An Arbitrary Medium

Breaking the habbit and writing about a different sport. Now, before you slam your tablet down in disgust, or unsubscribe while dry-heaving, or both (or neither), we’ve good reason to be doing so. It emphasises a point made long ago. And it starts with a Friday night proposition.

“Let’s go watch some Ice Hockey”.

Why the fuck would I want to go watch Ice Hockey? A game reserved for Canadians, former Communists and, that most awkward of nationalities, Finns. Gratuitous violence, perhaps? But the German appetite for bloodshed is somewhat subdued, so the famed NHL punch-ups are seen more frequently on Youtube than in the rink in Germany. Otherwise the puck moves too fast for you to see it. You’ll be looking down one end and asking yourself why all the players are shooting in the other direction because you didn’t see the puck get launched around the curved boarding. There are many odd rules that have never really been explained to you. You have no idea why the ref gives a foul.

Why the fuck would I want to go watch Ice Hockey?

It is for one reason and one reason alone. The atmosphere.

Berliner Eisbären fans

Flags, drums, choreos and chanting, it is the same fan behaviour you get at a Football match. One end of the arena will house the boys going there every week with scarves tied to their wrists or waists. They congregate, fill themselves with beer and prepare to make the ice shake with their cavernous Teutonic mouths and bouncing displays. With a closed roof, the noise is, if anything, even more impressive that the spectacle you get at a standard German Football fixture. And if you are lucky, the Ultras-on-ice may have even gone to the lengths of creating a tifo to will their team on as the puck is released.
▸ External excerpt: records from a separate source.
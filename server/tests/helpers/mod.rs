//! Reusable test helpers for scoring integration tests.
//!
//! Mirrors the teacher's own `TestApp` pattern: a real Postgres connection
//! plus the full axum router, with the LLM client swapped for a scripted
//! mock so runs are deterministic and hit no network.

use std::collections::HashMap;
use std::sync::{Arc, Mutex};

use async_trait::async_trait;
use axum::{
    body::Body,
    http::{self, Method, Request, Response},
    Router,
};
use chrono::Utc;
use newsbalancer_scoring::{
    api::{create_router, AppState},
    config::ScoringConfig,
    db,
    db::cache::ArticleScoreCache,
    db::Article,
    llm::{LlmClient, LlmError, LlmScoreResult},
    progress::ProgressTracker,
    score_config::{Formula, HandleInvalid, ModelEntry, Perspective, ScoreConfig},
};
use sqlx::PgPool;
use tower::ServiceExt;

/// Spin up `docker run -d --name newsbalancer-test-postgres -e POSTGRES_USER=test \
/// -e POSTGRES_PASSWORD=test -e POSTGRES_DB=test -p 5434:5432 postgres:16` and run
/// migrations before these tests, per `ScoringConfig::default_for_test`'s doc comment.
pub struct TestApp {
    pub router: Router,
    pub pool: PgPool,
    pub llm: Arc<ScriptedLlmClient>,
}

impl TestApp {
    pub async fn new() -> Self {
        let config = Arc::new(ScoringConfig::default_for_test());
        let pool = db::create_pool(&config.database_url)
            .await
            .expect("failed to connect to test DB");
        db::run_migrations(&pool).await.expect("failed to run migrations");

        let score_config = Arc::new(three_perspective_config());
        let progress = ProgressTracker::new(config.progress_grace_period, config.progress_subscriber_queue_depth);
        let llm: Arc<ScriptedLlmClient> = Arc::new(ScriptedLlmClient::new());
        let cache = Arc::new(ArticleScoreCache::new());

        let state = AppState::new(
            pool.clone(),
            config,
            score_config,
            progress,
            llm.clone() as Arc<dyn LlmClient>,
            cache,
        );
        let router = create_router(state);

        Self { router, pool, llm }
    }

    pub fn request(method: Method, uri: &str) -> http::request::Builder {
        Request::builder().method(method).uri(uri)
    }

    pub async fn oneshot(&self, request: Request<Body>) -> Response<Body> {
        self.router.clone().oneshot(request).await.expect("oneshot request failed")
    }
}

/// Three tier-0 models (one per perspective) plus one tier-1 escalation
/// entry for `left`, matching the shape spec.md's seed scenarios assume.
pub fn three_perspective_config() -> ScoreConfig {
    ScoreConfig {
        models: vec![
            ModelEntry {
                perspective: Perspective::Left,
                model_name: "left-model".into(),
                prompt_variant: "default".into(),
                weight: 1.0,
                escalation_tier: 0,
            },
            ModelEntry {
                perspective: Perspective::Left,
                model_name: "left-model-escalated".into(),
                prompt_variant: "default".into(),
                weight: 1.0,
                escalation_tier: 1,
            },
            ModelEntry {
                perspective: Perspective::Center,
                model_name: "center-model".into(),
                prompt_variant: "default".into(),
                weight: 1.0,
                escalation_tier: 0,
            },
            ModelEntry {
                perspective: Perspective::Right,
                model_name: "right-model".into(),
                prompt_variant: "default".into(),
                weight: 1.0,
                escalation_tier: 0,
            },
        ],
        formula: Formula::Average,
        min_score: -1.0,
        max_score: 1.0,
        handle_invalid: HandleInvalid::Ignore,
        min_confidence_floor: 0.0,
        concurrency: None,
    }
}

/// Insert a fresh unscored test article, returning its id.
pub async fn insert_test_article(pool: &PgPool) -> i64 {
    let row: (i64,) = sqlx::query_as(
        r"
        INSERT INTO articles (source, url, title, content, pub_date, fetched_at, score_source, fail_count)
        VALUES ($1, $2, $3, $4, $5, $5, 'none', 0)
        RETURNING id
        ",
    )
    .bind("test-source")
    .bind(format!("https://example.test/{}", uuid::Uuid::new_v4()))
    .bind("Test Article")
    .bind("Body text for the test article.")
    .bind(Utc::now())
    .fetch_one(pool)
    .await
    .expect("failed to insert test article");
    row.0
}

pub async fn fetch_article(pool: &PgPool, article_id: i64) -> Article {
    db::find_article(pool, article_id)
        .await
        .expect("query failed")
        .expect("article not found")
}

pub async fn delete_article(pool: &PgPool, article_id: i64) {
    sqlx::query("DELETE FROM articles WHERE id = $1")
        .bind(article_id)
        .execute(pool)
        .await
        .expect("failed to delete test article");
}

/// Canned outcome for one `(model_name)` call.
#[derive(Clone)]
pub enum Script {
    Ok { score: f64, confidence: f64 },
    Err(fn(String) -> LlmError),
}

/// A deterministic [`LlmClient`] double: each model name has a queue of
/// scripted outcomes, consumed in order, with the last outcome repeating
/// once the queue is drained.
pub struct ScriptedLlmClient {
    scripts: Mutex<HashMap<String, Vec<Script>>>,
    calls: Mutex<Vec<String>>,
}

impl ScriptedLlmClient {
    pub fn new() -> Self {
        Self {
            scripts: Mutex::new(HashMap::new()),
            calls: Mutex::new(Vec::new()),
        }
    }

    pub fn script(&self, model_name: &str, outcomes: Vec<Script>) {
        self.scripts.lock().unwrap().insert(model_name.to_string(), outcomes);
    }

    pub fn call_count(&self, model_name: &str) -> usize {
        self.calls.lock().unwrap().iter().filter(|m| *m == model_name).count()
    }
}

#[async_trait]
impl LlmClient for ScriptedLlmClient {
    async fn score(
        &self,
        _article: &Article,
        model_name: &str,
        _prompt_variant: &str,
        min_score: f64,
        max_score: f64,
    ) -> Result<LlmScoreResult, LlmError> {
        self.calls.lock().unwrap().push(model_name.to_string());

        let mut scripts = self.scripts.lock().unwrap();
        let queue = scripts
            .get_mut(model_name)
            .unwrap_or_else(|| panic!("no script registered for model {model_name}"));

        let outcome = if queue.len() > 1 {
            queue.remove(0)
        } else {
            queue[0].clone()
        };

        match outcome {
            Script::Ok { score, confidence } => Ok(LlmScoreResult {
                raw_score: score.clamp(min_score, max_score),
                confidence,
                explanation: "scripted".to_string(),
                raw_response_excerpt: "{}".to_string(),
            }),
            Script::Err(build) => Err(build(model_name.to_string())),
        }
    }
}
At least at German Ice Hockey games, the fan behaviour and subsequent atmosphere are similar to that seen on the Football terraces. This may come as a surprise to you. But it should not. It goes back to an old point we made before on FBTG.

People gravitate toward team sports because the team represents their home town and by extension, themselves. Many people feel that their place of upbringing is a big part of their character and identity. They naturally feel a connection toward it and want to celebrate their relationship to it. I know I do. You feel pride when institutions and organisations from your home town receive positive recognition. You feel less inclination to get behind individual stars who come from your city or town because, as individuals, they represent their own upbringing and character.

But a sports team with multiple people playing together does adequately represent your home town and yourself, because the different characters cancel each other out. One thing unites them; we live and work here. Thus following and supporting sports teams is the ideal tried-and-tested way to express pride in where you come from and to show the world who you are. The people playing together do represent you, and the people watching alongside you are there for the same reason. Fans are united to celebrate their shared identity and membership to the same tribe. And “the tribe” is unquestionably the correct term for the way many team fanatics feel about their membership to fan groups centered around a sports team.

The sport is just an arbitrary medium. For so many people, packing out the stadium to watch the Football, Hockey, Basketball or Volleyball team of their city is a way to express their identity as sons and daughters of that city. The attraction is the not the athletic spectacle. The common behaviour of fanatics going to watch these different sports is testament to this.

Berliner Eisbären hockey fans

As such, at each game, the 02 Arena sees what is probably called the “Nordkurve” filled with Berliner Eisbären Ultras coloured in Red, White and Blue behaving exactly as Football Ultras would. This is not just the case in Germany. Fans across Central Europe and the Balkans bring the atmosphere to the rinks and courts as much as they do to the Football stadia. Individuals use team sports as a vehicle of identity expression. They are not necessarily interested in the sport itself.

Football itself is not conducive to this kind of behaviour. Remember that when anybody tries to tell you otherwise.